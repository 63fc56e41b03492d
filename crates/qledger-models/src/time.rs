//! Epoch-millisecond helpers.
//!
//! Account timestamps are stored as milliseconds since the Unix epoch so
//! they survive the round trip through the remote profile store unchanged.

use chrono::{TimeZone, Utc};

/// Milliseconds since the Unix epoch.
pub type EpochMillis = i64;

pub const MILLIS_PER_HOUR: EpochMillis = 60 * 60 * 1000;
pub const MILLIS_PER_DAY: EpochMillis = 24 * MILLIS_PER_HOUR;

/// Current wall-clock time in epoch milliseconds.
pub fn now_millis() -> EpochMillis {
    Utc::now().timestamp_millis()
}

/// Format an epoch-millisecond timestamp as RFC 3339.
///
/// Out-of-range values fall back to the epoch itself.
pub fn to_rfc3339(millis: EpochMillis) -> String {
    Utc.timestamp_millis_opt(millis)
        .single()
        .unwrap_or_default()
        .to_rfc3339()
}

#[cfg(test)]
mod tests {
    use super::*;

    #[test]
    fn test_now_millis_is_after_2020() {
        // 2020-01-01T00:00:00Z
        assert!(now_millis() > 1_577_836_800_000);
    }

    #[test]
    fn test_to_rfc3339_epoch() {
        assert_eq!(to_rfc3339(0), "1970-01-01T00:00:00+00:00");
    }

    #[test]
    fn test_day_and_hour_constants() {
        assert_eq!(MILLIS_PER_DAY, 86_400_000);
        assert_eq!(MILLIS_PER_HOUR * 24, MILLIS_PER_DAY);
    }
}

****************************************

The records above are to be duplicated in full and exactly.

repository 63fc56e41b03492d
filename crates/qledger-models/src/time.rs
//! Epoch-millisecond helpers.
//!
//! Account timestamps are stored as milliseconds since the Unix epoch so
//! they survive the round trip through the remote profile store unchanged.

use chrono::{TimeZone, Utc};

/// Milliseconds since the Unix epoch.
pub type EpochMillis = i64;

pub const MILLIS_PER_HOUR: EpochMillis = 60 * 60 * 1000;
pub const MILLIS_PER_DAY: EpochMillis = 24 * MILLIS_PER_HOUR;

/// Current wall-clock time in epoch milliseconds.
pub fn now_millis() -> EpochMillis {
    Utc::now().timestamp_millis()
}

/// Format an epoch-millisecond timestamp as RFC 3339.
///
/// Out-of-range values fall back to the epoch itself.
pub fn to_rfc3339(millis: EpochMillis) -> String {
    Utc.timestamp_millis_opt(millis)
        .single()
        .unwrap_or_default()
        .to_rfc3339()
}

#[cfg(test)]
mod tests {
    use super::*;

    #[test]
    fn test_now_millis_is_after_2020() {
        // 2020-01-01T00:00:00Z
        assert!(now_millis() > 1_577_836_800_000);
    }

    #[test]
    fn test_to_rfc3339_epoch() {
        assert_eq!(to_rfc3339(0), "1970-01-01T00:00:00+00:00");
    }

    #[test]
    fn test_day_and_hour_constants() {
        assert_eq!(MILLIS_PER_DAY, 86_400_000);
        assert_eq!(MILLIS_PER_HOUR * 24, MILLIS_PER_DAY);
    }
}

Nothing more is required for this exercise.